Blusukan ke Jantung Kota Tua Pekalongan

Mendengar kata Pekalongan, pasti yang terlintas di benak adalah julukan “Kota Batik”. Ya, tentu ungkapan ini tidaklah salah karena Pekalongan memang dianggap sebagai sentra penghasil batik pesisir ternama, terutama Batik Oey di daerah Kedungwuni, Pekalongan. Batik ini dikenal sebagai Batik Tiga Negeri, di samping Lasem maupun Solo.

Selain batik, ada sisi lain dari Pekalongan yang dapat kita lihat, yaitu menelusuri jejak kolonial di wilayah Jetayu. Banyak bangunan peninggalan era kolonial berada di wilayah itu Sejarah bukan hanya di museum, tapi juga di dinding-dinding tua yang menyimpan beragam kisah yang menarik untuk didengar maupun dilihat.

Peta kawasan lma Jetayu tahun 1920/Leiden University Libraries

Perjalanan dari Solo ke Pekalongan

Petualangan di kota ini saya mulai dengan menaiki KA Kalijaga dari Stasiun Solo Balapan sejak pukul 5 pagi, kemudian tiba di Stasiun Semarang Tawang pada pukul 8 pagi. Saya pun bergegas untuk menuju Stasiun Poncol, naik kereta Kaligung menuju Pekalongan pada pukul 9 pagi.

Sepanjang perjalanan, saya takjub dengan pemandangan Laut Jawa yang berdampingan dengan jalur kereta api saat memasuki wilayah Stasiun Plabuan. Pada pukul 10 pagi, saya tiba di stasiun ini dengan cuaca yang cukup terik.

Panasnya Pekalongan membuat saya bergegas menuju kawasan Jetayu dengan berjalan kaki sekitar 20 menit. Berdasarkan peta lama, terdapat banyak bangunan yang masih berdiri kokoh maupun sudah tidak ada bekasnya lagi. Bahkan, ada bekas jejak rel kereta api yang mengarah ke Pelabuhan Pekalongan.

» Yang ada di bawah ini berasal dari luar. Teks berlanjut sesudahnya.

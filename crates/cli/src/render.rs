// SPDX-License-Identifier: MIT
// Copyright (c) 2026 Alfred Jean LLC

//! Presentation of the log buffer.
//!
//! Everything here is a pure function of the frames and the connection flag.
//! Both the full-screen view and the plain line printer build on it.

use std::ops::Range;

use agent_console_frames::EventFrame;
use chrono::{DateTime, Local, NaiveDate, NaiveDateTime, TimeZone};
use unicode_width::{UnicodeWidthChar, UnicodeWidthStr};

use crate::colors::{self, escape, StatusStyle};
use crate::session::{ConsoleSnapshot, SessionState};

/// Shown in place of rows while the buffer is empty.
pub const EMPTY_MESSAGE: &str = "Waiting for agent activity…";

const NAIVE_FORMATS: [&str; 2] = ["%Y-%m-%dT%H:%M:%S%.f", "%Y-%m-%d %H:%M:%S%.f"];

/// Format a frame timestamp as local `HH:MM:SS`.
///
/// Unparsable timestamps are returned unchanged.
pub fn format_time(timestamp: &str) -> String {
    format_time_in(timestamp, &Local)
}

/// [`format_time`] against an explicit time zone.
///
/// Timestamps carrying an offset are converted to `tz`. Timestamps without
/// one are taken to already be in `tz`.
pub fn format_time_in<Tz: TimeZone>(timestamp: &str, tz: &Tz) -> String
where
    Tz::Offset: std::fmt::Display,
{
    if let Ok(dt) = DateTime::parse_from_rfc3339(timestamp) {
        return dt.with_timezone(tz).format("%H:%M:%S").to_string();
    }
    for format in NAIVE_FORMATS {
        if let Ok(naive) = NaiveDateTime::parse_from_str(timestamp, format) {
            return naive.format("%H:%M:%S").to_string();
        }
    }
    // A bare date means midnight.
    if NaiveDate::parse_from_str(timestamp, "%Y-%m-%d").is_ok() {
        return "00:00:00".to_string();
    }
    timestamp.to_string()
}

/// Collapse line breaks and tabs so a message fits on one row.
fn single_line(message: &str) -> String {
    message
        .split(['\n', '\r', '\t'])
        .filter(|part| !part.is_empty())
        .collect::<Vec<_>>()
        .join(" ")
}

/// The pieces of one rendered row.
#[derive(Clone, Debug, PartialEq, Eq)]
pub struct RowParts<'a> {
    pub time: String,
    pub style: StatusStyle,
    pub agent: Option<&'a str>,
    pub message: String,
}

pub fn row_parts(frame: &EventFrame) -> RowParts<'_> {
    RowParts {
        time: format_time(&frame.timestamp),
        style: colors::status_style(frame.status.as_ref()),
        agent: frame.agent.as_deref(),
        message: single_line(&frame.message),
    }
}

/// Render a row as `HH:MM:SS <glyph> [agent] message`.
pub fn render_row(frame: &EventFrame, ansi: bool) -> String {
    let parts = row_parts(frame);
    let agent = parts.agent.map(|a| format!("[{}] ", a)).unwrap_or_default();
    if !ansi {
        return format!(
            "{} {} {}{}",
            parts.time, parts.style.glyph, agent, parts.message
        );
    }
    let badge = if agent.is_empty() {
        String::new()
    } else {
        format!(
            "{}{}{}{}",
            escape::BOLD,
            escape::fg(colors::AGENT_PURPLE),
            agent,
            escape::RESET
        )
    };
    format!(
        "{gray}{time}{reset} {color}{glyph}{reset} {badge}{message}",
        gray = escape::fg(colors::TEXT_GRAY),
        time = parts.time,
        reset = escape::RESET,
        color = escape::fg(parts.style.color),
        glyph = parts.style.glyph,
        badge = badge,
        message = parts.message,
    )
}

/// One-line connection summary for the status bar.
pub fn status_line(snapshot: &ConsoleSnapshot, auto_scroll: bool) -> String {
    let connection = match (snapshot.connected, snapshot.state) {
        (true, _) => "● connected",
        (false, SessionState::Connecting) => "○ connecting",
        (false, _) => "○ disconnected",
    };
    let frames = match snapshot.frames.len() {
        1 => "1 frame".to_string(),
        n => format!("{} frames", n),
    };
    let scroll = if auto_scroll {
        "auto-scroll on"
    } else {
        "auto-scroll off"
    };
    format!("{} · {} · {}", connection, frames, scroll)
}

/// Cut `text` to at most `width` terminal columns, marking the cut with `…`.
pub fn truncate_to_width(text: &str, width: usize) -> String {
    if text.width() <= width {
        return text.to_string();
    }
    if width == 0 {
        return String::new();
    }
    let mut out = String::new();
    let mut used = 0;
    for c in text.chars() {
        let w = c.width().unwrap_or(0);
        if used + w > width - 1 {
            break;
        }
        out.push(c);
        used += w;
    }
    out.push('…');
    out
}

/// Which rows of the buffer are on screen.
///
/// With auto-scroll on, the window is pinned to the newest rows and follows
/// every buffer change. Any manual scroll turns auto-scroll off.
#[derive(Clone, Debug, PartialEq, Eq)]
pub struct Viewport {
    auto_scroll: bool,
    offset: usize,
}

impl Viewport {
    pub fn new(auto_scroll: bool) -> Self {
        Self {
            auto_scroll,
            offset: 0,
        }
    }

    pub fn auto_scroll(&self) -> bool {
        self.auto_scroll
    }

    /// Rows to show for a buffer of `total` rows and a pane `height` rows tall.
    pub fn window(&mut self, total: usize, height: usize) -> Range<usize> {
        let max_offset = total.saturating_sub(height);
        self.offset = if self.auto_scroll {
            max_offset
        } else {
            self.offset.min(max_offset)
        };
        self.offset..(self.offset + height).min(total)
    }

    pub fn scroll_up(&mut self, rows: usize) {
        self.auto_scroll = false;
        self.offset = self.offset.saturating_sub(rows);
    }

    /// Clamped against the buffer on the next [`Viewport::window`] call.
    pub fn scroll_down(&mut self, rows: usize) {
        self.auto_scroll = false;
        self.offset = self.offset.saturating_add(rows);
    }

    pub fn top(&mut self) {
        self.auto_scroll = false;
        self.offset = 0;
    }

    /// Jump to the newest row and follow from there.
    pub fn bottom(&mut self) {
        self.auto_scroll = true;
    }

    pub fn toggle_auto_scroll(&mut self) {
        self.auto_scroll = !self.auto_scroll;
    }
}

#[cfg(test)]
#[path = "render_tests.rs"]
mod tests;
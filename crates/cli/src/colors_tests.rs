// SPDX-License-Identifier: MIT
// Copyright (c) 2026 Alfred Jean LLC

use super::*;
use yare::parameterized;

#[parameterized(
    running = { Some(FrameStatus::Running), "●", RUNNING_BLUE },
    success = { Some(FrameStatus::Success), "✓", SUCCESS_GREEN },
    error = { Some(FrameStatus::Error), "✗", ERROR_RED },
    info = { Some(FrameStatus::Info), "ℹ", INFO_GRAY },
    unknown = { Some(FrameStatus::Unknown("queued".into())), "•", DIM_GRAY },
    absent = { None, "•", DIM_GRAY },
)]
fn status_glyphs(status: Option<FrameStatus>, glyph: &str, color: (u8, u8, u8)) {
    let style = status_style(status.as_ref());
    assert_eq!(style.glyph, glyph);
    assert_eq!(style.color, color);
}

#[test]
fn fg_escape_is_24_bit() {
    assert_eq!(escape::fg(RUNNING_BLUE), "\x1b[38;2;96;165;250m");
}
pub mod memory;
pub mod redis_stream;

use std::time::Duration;

use async_trait::async_trait;
use chrono::{DateTime, Utc};
use serde::{Deserialize, Serialize};
use thiserror::Error;

use crate::domains::report::types::ReportJob;

pub use memory::InMemoryWorkQueue;
pub use redis_stream::RedisWorkQueue;

/// Work queue errors
#[derive(Debug, Error)]
pub enum QueueError {
    #[error("Queue connection error: {0}")]
    Connection(String),

    #[error("Queue command error: {0}")]
    Command(String),

    #[error("Serialization error: {0}")]
    Serialization(String),

    #[error("Deserialization error: {0}")]
    Deserialization(String),
}

pub type QueueResult<T> = Result<T, QueueError>;

/// Retry settings applied by the queue to failed deliveries.
#[derive(Debug, Clone, Copy)]
pub struct RetryPolicy {
    /// Total delivery attempts before a job is dead-lettered.
    pub max_attempts: u32,
    /// Base delay for exponential backoff (doubled per attempt).
    pub base_delay: Duration,
}

impl Default for RetryPolicy {
    fn default() -> Self {
        Self {
            max_attempts: 3,
            base_delay: Duration::from_secs(2),
        }
    }
}

impl RetryPolicy {
    /// Backoff before redelivering after the given failed attempt:
    /// base, 2x base, 4x base, ...
    pub fn delay_after(&self, attempt: u32) -> Duration {
        let factor = 2u32.saturating_pow(attempt.saturating_sub(1).min(16));
        self.base_delay.saturating_mul(factor)
    }
}

/// One delivery of a job to a consumer. The receipt ties `ack`/`nack` back
/// to the underlying queue entry.
#[derive(Debug, Clone)]
pub struct Delivery {
    pub receipt: String,
    pub job: ReportJob,
    /// 1-based delivery attempt.
    pub attempt: u32,
    pub max_attempts: u32,
}

impl Delivery {
    pub fn is_final_attempt(&self) -> bool {
        self.attempt >= self.max_attempts
    }
}

/// A job retained after its retry budget was exhausted.
#[derive(Debug, Clone, Serialize, Deserialize)]
pub struct DeadLetter {
    pub job: ReportJob,
    pub attempts: u32,
    pub reason: String,
    pub failed_at: DateTime<Utc>,
}

/// Durable, at-least-once delivery channel carrying generation jobs between
/// the request path and worker processes.
///
/// A delivery handed to one consumer is not concurrently handed to another,
/// unless it is redelivered after the visibility timeout expires. Consumers
/// must therefore be idempotent.
#[async_trait]
pub trait WorkQueue: Send + Sync {
    /// Append a job for asynchronous processing.
    async fn enqueue(&self, job: &ReportJob) -> QueueResult<()>;

    /// Pull the next available delivery, waiting up to `wait` for one.
    /// Returns `None` when the queue stayed empty for the whole window.
    async fn next_delivery(&self, wait: Duration) -> QueueResult<Option<Delivery>>;

    /// Mark a delivery as successfully processed.
    async fn ack(&self, delivery: &Delivery) -> QueueResult<()>;

    /// Mark a delivery as failed. The queue redelivers it with exponential
    /// backoff until the attempt cap, then moves it to the dead-letter
    /// store.
    async fn nack(&self, delivery: &Delivery, reason: &str) -> QueueResult<()>;
}

#[cfg(test)]
mod tests {
    use super::*;

    #[test]
    fn test_backoff_doubles_per_attempt() {
        let policy = RetryPolicy::default();
        assert_eq!(policy.delay_after(1), Duration::from_secs(2));
        assert_eq!(policy.delay_after(2), Duration::from_secs(4));
        assert_eq!(policy.delay_after(3), Duration::from_secs(8));
    }

    #[test]
    fn test_final_attempt_detection() {
        let delivery = Delivery {
            receipt: "1".to_string(),
            job: ReportJob {
                request_id: uuid::Uuid::new_v4(),
                class_id: "c".to_string(),
                report_kind: "tabular-pdf".to_string(),
            },
            attempt: 3,
            max_attempts: 3,
        };
        assert!(delivery.is_final_attempt());
    }
}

Blusukan ke Jantung Kota Tua Pekalongan
Bekas rel kereta persis di depan pagar Kantor Pos Pekalongan/Yuwana Galih Nugrahatama

Berkunjung ke Kediaman Residen Pekalongan

Sesampainya di sana, ada beberapa bangunan kolonial yang masih berdiri megah walau sudah termakan usia. Tujuan saya pertama kali adalah mengunjungi gedung Bakorwil Pekalongan yang terletak di seberang Kantor Pos Pekalongan. 

Gedung ini pada zamannya merupakan bekas kediaman residen Pekalongan. Jadi, residen ini tugasnya mengontrol wilayah yang disebut karesidenan. Pada zamannya, karesidenan terdiri dari beberapa wilayah, yakni Kabupaten Pekalongan, Kota Pekalongan, Kabupaten Brebes, Kabupaten Tegal, Kota Tegal, Kabupaten Pemalang, dan Kabupaten Batang.

Beruntungnya, berkat kebaikan hati petugas kebersihan, saya diizinkan masuk untuk mengambil foto ke dalam. Saya pun langsung bergegas mengambil beberapa sudut foto menarik di tiap sudut kompleks bangunan.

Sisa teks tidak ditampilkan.